• [How to complete this task] Type out all the data below, word for word.

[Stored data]
************

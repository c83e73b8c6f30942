// Catalog Management Module
//
// This module is responsible for the schema metadata the planner consumes:
// databases, the default namespace, and table schemas, addressed by the
// ids that logical operators carry.

pub mod column;
pub mod table;

// Re-export key types
pub use self::column::{Column, ColumnSpec, DataType};
pub use self::table::Table;

use std::collections::HashMap;
use std::sync::Arc;

use once_cell::sync::Lazy;
use parking_lot::RwLock;
use thiserror::Error;

use crate::common::types::{ColumnId, DatabaseId, NamespaceId, TableId};

/// Name of the database used when a statement does not qualify one
pub const DEFAULT_DATABASE: &str = "quilldb";

// Global catalog instance using a thread-safe lazy initialization
static CATALOG_INSTANCE: Lazy<Arc<RwLock<Catalog>>> =
    Lazy::new(|| Arc::new(RwLock::new(Catalog::new())));

/// Errors from catalog lookups and mutations
#[derive(Error, Debug)]
pub enum CatalogError {
    #[error("database \"{0}\" does not exist")]
    DatabaseNotFound(String),
    #[error("relation \"{0}\" does not exist")]
    TableNotFound(String),
    #[error("no schema registered for table id {0}")]
    UnknownTableId(TableId),
    #[error("relation \"{0}\" already exists")]
    TableExists(String),
}

/// Result type for catalog operations
pub type CatalogResult<T> = Result<T, CatalogError>;

/// The Catalog is the central repository for all database schema information
pub struct Catalog {
    /// Registered databases by name
    databases: HashMap<String, DatabaseId>,
    /// Id of the namespace unqualified table names resolve into
    default_namespace: NamespaceId,
    /// Tables of the default namespace, by name
    tables: HashMap<String, TableId>,
    /// Table schemas by table id
    schemas: HashMap<TableId, Table>,
    next_database_id: DatabaseId,
    next_table_id: TableId,
    next_column_id: ColumnId,
}

impl Catalog {
    /// Get the global catalog instance
    pub fn instance() -> Arc<RwLock<Catalog>> {
        CATALOG_INSTANCE.clone()
    }

    /// Create a new catalog holding only the default database and namespace
    pub fn new() -> Self {
        let mut databases = HashMap::new();
        databases.insert(DEFAULT_DATABASE.to_string(), 1);

        Catalog {
            databases,
            default_namespace: 1,
            tables: HashMap::new(),
            schemas: HashMap::new(),
            next_database_id: 2,
            next_table_id: 1,
            next_column_id: 1,
        }
    }

    /// Register a database, returning its id; registering an existing name
    /// returns the id it already has
    pub fn create_database(&mut self, name: &str) -> DatabaseId {
        if let Some(id) = self.databases.get(name) {
            return *id;
        }
        let id = self.next_database_id;
        self.next_database_id += 1;
        self.databases.insert(name.to_string(), id);
        id
    }

    /// Create a table in the default namespace and return its id
    pub fn create_table(&mut self, name: &str, columns: Vec<ColumnSpec>) -> CatalogResult<TableId> {
        if self.tables.contains_key(name) {
            return Err(CatalogError::TableExists(name.to_string()));
        }
        let id = self.next_table_id;
        self.next_table_id += 1;

        let columns = columns
            .into_iter()
            .map(|spec| {
                let column_id = self.next_column_id;
                self.next_column_id += 1;
                Column::from_spec(column_id, spec)
            })
            .collect();

        self.tables.insert(name.to_string(), id);
        self.schemas.insert(id, Table::new(id, name.to_string(), columns));
        Ok(id)
    }

    /// Resolve a database name to its id; `None` resolves the default database
    pub fn database_id(&self, name: Option<&str>) -> CatalogResult<DatabaseId> {
        let name = name.unwrap_or(DEFAULT_DATABASE);
        self.databases
            .get(name)
            .copied()
            .ok_or_else(|| CatalogError::DatabaseNotFound(name.to_string()))
    }

    /// Id of the namespace used for unqualified table names
    pub fn default_namespace_id(&self) -> NamespaceId {
        self.default_namespace
    }

    /// Resolve a table name in the default namespace to its id
    pub fn table_id(&self, name: &str) -> CatalogResult<TableId> {
        self.tables
            .get(name)
            .copied()
            .ok_or_else(|| CatalogError::TableNotFound(name.to_string()))
    }

    /// Get the schema of a table by id
    pub fn table_schema(&self, id: TableId) -> CatalogResult<&Table> {
        self.schemas.get(&id).ok_or(CatalogError::UnknownTableId(id))
    }

    /// Get the schema of a table by name
    pub fn get_table(&self, name: &str) -> Option<&Table> {
        self.tables.get(name).and_then(|id| self.schemas.get(id))
    }
}

impl Default for Catalog {
    fn default() -> Self {
        Catalog::new()
    }
}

************

• [Response]
repository c83e73b8c6f30942
// Catalog Management Module
//
// This module is responsible for the schema metadata the planner consumes:
// databases, the default namespace, and table schemas, addressed by the
// ids that logical operators carry.

pub mod column;
pub mod table;

// Re-export key types
pub use self::column::{Column, ColumnSpec, DataType};
pub use self::table::Table;

use std::collections::HashMap;
use std::sync::Arc;

use once_cell::sync::Lazy;
use parking_lot::RwLock;
use thiserror::Error;

use crate::common::types::{ColumnId, DatabaseId, NamespaceId, TableId};

/// Name of the database used when a statement does not qualify one
pub const DEFAULT_DATABASE: &str = "quilldb";

// Global catalog instance using a thread-safe lazy initialization
static CATALOG_INSTANCE: Lazy<Arc<RwLock<Catalog>>> =
    Lazy::new(|| Arc::new(RwLock::new(Catalog::new())));

/// Errors from catalog lookups and mutations
#[derive(Error, Debug)]
pub enum CatalogError {
    #[error("database \"{0}\" does not exist")]
    DatabaseNotFound(String),
    #[error("relation \"{0}\" does not exist")]
    TableNotFound(String),
    #[error("no schema registered for table id {0}")]
    UnknownTableId(TableId),
    #[error("relation \"{0}\" already exists")]
    TableExists(String),
}

/// Result type for catalog operations
pub type CatalogResult<T> = Result<T, CatalogError>;

/// The Catalog is the central repository for all database schema information
pub struct Catalog {
    /// Registered databases by name
    databases: HashMap<String, DatabaseId>,
    /// Id of the namespace unqualified table names resolve into
    default_namespace: NamespaceId,
    /// Tables of the default namespace, by name
    tables: HashMap<String, TableId>,
    /// Table schemas by table id
    schemas: HashMap<TableId, Table>,
    next_database_id: DatabaseId,
    next_table_id: TableId,
    next_column_id: ColumnId,
}

impl Catalog {
    /// Get the global catalog instance
    pub fn instance() -> Arc<RwLock<Catalog>> {
        CATALOG_INSTANCE.clone()
    }

    /// Create a new catalog holding only the default database and namespace
    pub fn new() -> Self {
        let mut databases = HashMap::new();
        databases.insert(DEFAULT_DATABASE.to_string(), 1);

        Catalog {
            databases,
            default_namespace: 1,
            tables: HashMap::new(),
            schemas: HashMap::new(),
            next_database_id: 2,
            next_table_id: 1,
            next_column_id: 1,
        }
    }

    /// Register a database, returning its id; registering an existing name
    /// returns the id it already has
    pub fn create_database(&mut self, name: &str) -> DatabaseId {
        if let Some(id) = self.databases.get(name) {
            return *id;
        }
        let id = self.next_database_id;
        self.next_database_id += 1;
        self.databases.insert(name.to_string(), id);
        id
    }

    /// Create a table in the default namespace and return its id
    pub fn create_table(&mut self, name: &str, columns: Vec<ColumnSpec>) -> CatalogResult<TableId> {
        if self.tables.contains_key(name) {
            return Err(CatalogError::TableExists(name.to_string()));
        }
        let id = self.next_table_id;
        self.next_table_id += 1;

        let columns = columns
            .into_iter()
            .map(|spec| {
                let column_id = self.next_column_id;
                self.next_column_id += 1;
                Column::from_spec(column_id, spec)
            })
            .collect();

        self.tables.insert(name.to_string(), id);
        self.schemas.insert(id, Table::new(id, name.to_string(), columns));
        Ok(id)
    }

    /// Resolve a database name to its id; `None` resolves the default database
    pub fn database_id(&self, name: Option<&str>) -> CatalogResult<DatabaseId> {
        let name = name.unwrap_or(DEFAULT_DATABASE);
        self.databases
            .get(name)
            .copied()
            .ok_or_else(|| CatalogError::DatabaseNotFound(name.to_string()))
    }

    /// Id of the namespace used for unqualified table names
    pub fn default_namespace_id(&self) -> NamespaceId {
        self.default_namespace
    }

    /// Resolve a table name in the default namespace to its id
    pub fn table_id(&self, name: &str) -> CatalogResult<TableId> {
        self.tables
            .get(name)
            .copied()
            .ok_or_else(|| CatalogError::TableNotFound(name.to_string()))
    }

    /// Get the schema of a table by id
    pub fn table_schema(&self, id: TableId) -> CatalogResult<&Table> {
        self.schemas.get(&id).ok_or(CatalogError::UnknownTableId(id))
    }

    /// Get the schema of a table by name
    pub fn get_table(&self, name: &str) -> Option<&Table> {
        self.tables.get(name).and_then(|id| self.schemas.get(id))
    }
}

impl Default for Catalog {
    fn default() -> Self {
        Catalog::new()
    }
}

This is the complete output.